Task brief
All lines from the first one in the listing below to the one holding "pub struct DisplayConfig", inclusive, are to be copied exactly.
──────── Source records
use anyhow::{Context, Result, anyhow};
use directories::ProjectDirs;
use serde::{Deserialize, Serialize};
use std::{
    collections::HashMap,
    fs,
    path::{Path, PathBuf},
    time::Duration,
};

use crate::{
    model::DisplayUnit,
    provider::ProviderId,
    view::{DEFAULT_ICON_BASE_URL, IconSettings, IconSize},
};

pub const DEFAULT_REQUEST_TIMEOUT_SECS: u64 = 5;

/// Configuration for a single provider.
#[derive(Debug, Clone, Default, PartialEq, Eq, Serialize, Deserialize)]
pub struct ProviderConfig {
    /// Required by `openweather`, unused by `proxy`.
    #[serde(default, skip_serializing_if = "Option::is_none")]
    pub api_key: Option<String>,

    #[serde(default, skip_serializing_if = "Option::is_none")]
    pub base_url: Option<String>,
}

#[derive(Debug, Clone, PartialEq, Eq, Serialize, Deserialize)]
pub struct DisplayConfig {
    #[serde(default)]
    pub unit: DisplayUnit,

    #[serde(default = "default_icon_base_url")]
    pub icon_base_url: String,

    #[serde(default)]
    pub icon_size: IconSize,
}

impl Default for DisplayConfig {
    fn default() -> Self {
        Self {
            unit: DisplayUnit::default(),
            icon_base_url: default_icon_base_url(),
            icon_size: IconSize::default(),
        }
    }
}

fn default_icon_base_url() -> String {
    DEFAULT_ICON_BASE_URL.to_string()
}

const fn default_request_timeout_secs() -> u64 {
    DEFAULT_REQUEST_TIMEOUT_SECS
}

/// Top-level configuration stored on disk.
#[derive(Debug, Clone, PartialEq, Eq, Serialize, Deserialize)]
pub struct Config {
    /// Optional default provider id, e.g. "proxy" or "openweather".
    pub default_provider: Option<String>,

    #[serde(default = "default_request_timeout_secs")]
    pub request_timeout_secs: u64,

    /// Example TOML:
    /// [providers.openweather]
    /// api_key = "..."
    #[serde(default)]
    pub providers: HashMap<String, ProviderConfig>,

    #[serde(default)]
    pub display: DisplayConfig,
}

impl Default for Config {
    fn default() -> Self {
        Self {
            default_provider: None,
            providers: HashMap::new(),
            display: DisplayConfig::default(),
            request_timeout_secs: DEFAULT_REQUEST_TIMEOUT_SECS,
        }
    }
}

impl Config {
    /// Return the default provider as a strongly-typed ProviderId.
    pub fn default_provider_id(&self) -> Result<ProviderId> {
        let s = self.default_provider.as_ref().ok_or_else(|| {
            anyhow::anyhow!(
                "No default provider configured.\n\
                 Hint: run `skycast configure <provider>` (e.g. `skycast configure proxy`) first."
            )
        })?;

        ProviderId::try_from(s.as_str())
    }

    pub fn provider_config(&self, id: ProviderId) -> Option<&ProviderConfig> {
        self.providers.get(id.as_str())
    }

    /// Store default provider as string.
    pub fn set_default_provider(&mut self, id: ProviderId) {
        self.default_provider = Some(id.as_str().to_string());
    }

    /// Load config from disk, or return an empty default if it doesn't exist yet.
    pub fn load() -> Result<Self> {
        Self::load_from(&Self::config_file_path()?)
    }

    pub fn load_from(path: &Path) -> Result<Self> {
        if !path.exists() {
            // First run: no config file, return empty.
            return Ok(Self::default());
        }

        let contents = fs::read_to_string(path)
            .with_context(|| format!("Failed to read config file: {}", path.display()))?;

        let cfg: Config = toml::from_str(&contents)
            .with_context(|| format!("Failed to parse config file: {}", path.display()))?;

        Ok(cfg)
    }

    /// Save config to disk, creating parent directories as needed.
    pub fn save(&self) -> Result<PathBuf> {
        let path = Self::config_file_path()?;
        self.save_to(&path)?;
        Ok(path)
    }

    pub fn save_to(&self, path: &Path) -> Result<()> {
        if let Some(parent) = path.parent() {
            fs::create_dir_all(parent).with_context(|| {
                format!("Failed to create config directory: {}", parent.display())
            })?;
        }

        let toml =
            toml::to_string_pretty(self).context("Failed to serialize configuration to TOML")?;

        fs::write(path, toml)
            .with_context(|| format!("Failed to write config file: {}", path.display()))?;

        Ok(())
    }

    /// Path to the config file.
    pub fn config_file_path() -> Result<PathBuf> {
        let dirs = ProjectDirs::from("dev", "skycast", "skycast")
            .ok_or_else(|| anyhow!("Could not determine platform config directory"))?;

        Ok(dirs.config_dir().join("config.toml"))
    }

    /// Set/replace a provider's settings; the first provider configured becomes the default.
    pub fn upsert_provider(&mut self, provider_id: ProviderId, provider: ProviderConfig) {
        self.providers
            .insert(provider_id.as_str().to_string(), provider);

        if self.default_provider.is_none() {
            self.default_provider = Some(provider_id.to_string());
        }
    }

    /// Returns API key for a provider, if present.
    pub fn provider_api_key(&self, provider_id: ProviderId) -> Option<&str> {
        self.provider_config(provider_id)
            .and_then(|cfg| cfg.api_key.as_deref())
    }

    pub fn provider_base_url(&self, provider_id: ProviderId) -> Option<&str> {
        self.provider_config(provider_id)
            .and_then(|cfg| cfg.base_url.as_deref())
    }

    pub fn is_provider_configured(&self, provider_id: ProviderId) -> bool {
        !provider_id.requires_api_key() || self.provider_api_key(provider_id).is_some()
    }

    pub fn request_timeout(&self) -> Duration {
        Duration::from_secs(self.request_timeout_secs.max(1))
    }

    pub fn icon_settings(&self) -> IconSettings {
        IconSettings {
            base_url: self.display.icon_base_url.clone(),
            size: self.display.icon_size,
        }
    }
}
────────────────
Written answer
use anyhow::{Context, Result, anyhow};
use directories::ProjectDirs;
use serde::{Deserialize, Serialize};
use std::{
    collections::HashMap,
    fs,
    path::{Path, PathBuf},
    time::Duration,
};

use crate::{
    model::DisplayUnit,
    provider::ProviderId,
    view::{DEFAULT_ICON_BASE_URL, IconSettings, IconSize},
};

pub const DEFAULT_REQUEST_TIMEOUT_SECS: u64 = 5;

/// Configuration for a single provider.
#[derive(Debug, Clone, Default, PartialEq, Eq, Serialize, Deserialize)]
pub struct ProviderConfig {
    /// Required by `openweather`, unused by `proxy`.
    #[serde(default, skip_serializing_if = "Option::is_none")]
    pub api_key: Option<String>,

    #[serde(default, skip_serializing_if = "Option::is_none")]
    pub base_url: Option<String>,
}

#[derive(Debug, Clone, PartialEq, Eq, Serialize, Deserialize)]
pub struct DisplayConfig {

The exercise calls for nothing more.